Une fois presque arrivé en haut, un épais brouillard se leva, et je reconnu la même odeur indéfinissable qu'avec le compagnon de Gary. J'entendis Anaïs crier, puis plus rien.
"-Regroupons-nous ! ordonnais-je sans vraiment savoir si les autres étaient encore là. Je sentis la douce main d'Anna et celle de Chuck. Je pris un coup dans l'estomac et s'en fut de même pour mes deux camarades. Anna réagit au quart de tour et créa un dôme de glace autour de nous. Le brouillard se dissipa à l'intérieur du dôme et je vis que l'inconnu m'avait entaillé entaillé le ventre, les bras d'Anna et le dos de Chuck.
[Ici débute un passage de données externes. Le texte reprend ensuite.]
use glam::Vec3;
use orrery_scene::Scene;

/// Camera/view configuration for rendering.
#[derive(Debug, Clone, Copy)]
pub struct RenderView {
    /// Camera position in world space.
    pub eye: Vec3,
    /// Point the camera is looking at.
    pub target: Vec3,
    /// Field of view in degrees.
    pub fov_degrees: f32,
}

impl Default for RenderView {
    fn default() -> Self {
        Self {
            eye: Vec3::new(0.0, 0.0, 5.0),
            target: Vec3::ZERO,
            fov_degrees: 75.0,
        }
    }
}

/// Renderer-agnostic interface. All renderers implement this trait.
///
/// A renderer reads scene state and a view, then produces output. It never
/// mutates the scene — the advance loop owns all mutation.
pub trait SceneRenderer {
    /// The output type produced by this renderer.
    type Output;

    /// Render one frame from the given scene state and view.
    fn render(&self, scene: &Scene, view: &RenderView) -> Self::Output;
}

/// Text renderer: a human-readable snapshot of the scene.
///
/// Keeps the trait honest without a GPU and gives tests something to read.
#[derive(Debug, Default)]
pub struct DebugTextRenderer;

impl DebugTextRenderer {
    pub fn new() -> Self {
        Self
    }
}

impl SceneRenderer for DebugTextRenderer {
    type Output = String;

    fn render(&self, scene: &Scene, view: &RenderView) -> String {
        let mut out = String::new();
        out.push_str(&format!(
            "=== Scene (tick={}, time={:.3}s) ===\n",
            scene.tick(),
            scene.time()
        ));
        out.push_str(&format!("Bodies: {}\n", scene.body_count()));
        out.push_str(&format!(
            "Camera: eye=({:.1}, {:.1}, {:.1}) target=({:.1}, {:.1}, {:.1}) fov={:.0}\n",
            view.eye.x,
            view.eye.y,
            view.eye.z,
            view.target.x,
            view.target.y,
            view.target.z,
            view.fov_degrees
        ));

        for (id, body) in scene.bodies() {
            let p = body.transform.position;
            let passes = match (scene.passes().in_base(*id), scene.passes().in_bloom(*id)) {
                (true, true) => "base+bloom",
                (true, false) => "base",
                (false, true) => "bloom",
                (false, false) => "untagged",
            };
            out.push_str(&format!(
                "  [{:.8}] pos=({:.2}, {:.2}, {:.2}) passes={}\n",
                &id.0.to_string()[..8],
                p.x,
                p.y,
                p.z,
                passes
            ));
        }

        out
    }
}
"-Il faut sortir d'ici, on ne peut pas laisser Anaïs dehors ! s'indigna Chuck, les mains sur le front, une inquiétude sincère sur le visage.
-Il ne la tuera pas ... marmonna Anna. Pas tout de suite, en tout cas ...
-Qu'à tu dis, Anna ? demandais-je sur le même ton.
-Qu'il ne la tuerait pas ... Il n'est pas comme ça ...
-Qui ça ? interrogea à son tour Chuck.
-Liam, mon frère."
Avec Chuck, nous ne pûmes répondre que par des hoquets de surprise, nos visages exprimant parfaitement notre désarroi. 
"-Oui bon, on va pas rester bloqué dessus toute la journée ! nous réprimanda Anna.
-Oui, répondit Chuck, une petite moue sur son visage.
-On va délivrer Anaïs ! m'écriais-je, en essayant de paraître aussi optimiste que possible.
-Non, je t'arrête, on ne va nulle part ... me répondit Anna en s'asseyant sur le sol dur et froid.
-Mais pourquoi ? demanda Chuck.
-Il se montrera pour négocier, lança Anna, les yeux d'un bleu aussi glacial que la montagne."
Je me mis à réfléchir à une stratégie pour sauver Anaïs des dangereuses griffes de Liam.
À s'en tenir aux propos d'Anna, son frère avait pour projet de négocier avec nous, mais ne tiendrait pas son engagement. Il nous fallait donc rentrer dans son jeu pour  le coiffer sur le poteau. Si on examine sa technique : la désorientation de ses ennemis et l'isolement dû à de la fumée, puis en enlever un pour s'en servir de monnaie d'échange.
S'ils avaient possédé d'une force de frappe suffisante, ils auraient sûrement attaqué de front.
Le problème était que ne pouvions être sûr de rien, car même si cette technique révélait sûrement un manque de puissance, c'était peut-être justement ce que cherchaient Liam et ses troupes.
Pour pouvoir agir, il faudrait faire quitte ou double ... Si une fois la négociation finie, ils amenaient Anaïs avec un petit comité, pas plus de cinq personnes, nous pourrions tenter d'intervenir mais si une douzaine d'hommes venait, nous serions obligés de respecter le plan, ce qui ne nous arrangerais guère.
J'expliquais le fruit de ma réflexion à mes compagnons.
"-C'est de la folie pure de tenter ça ! s'écria Anna.
-Mais c'est tout ce qu'on peut tenter, compléta Chuck."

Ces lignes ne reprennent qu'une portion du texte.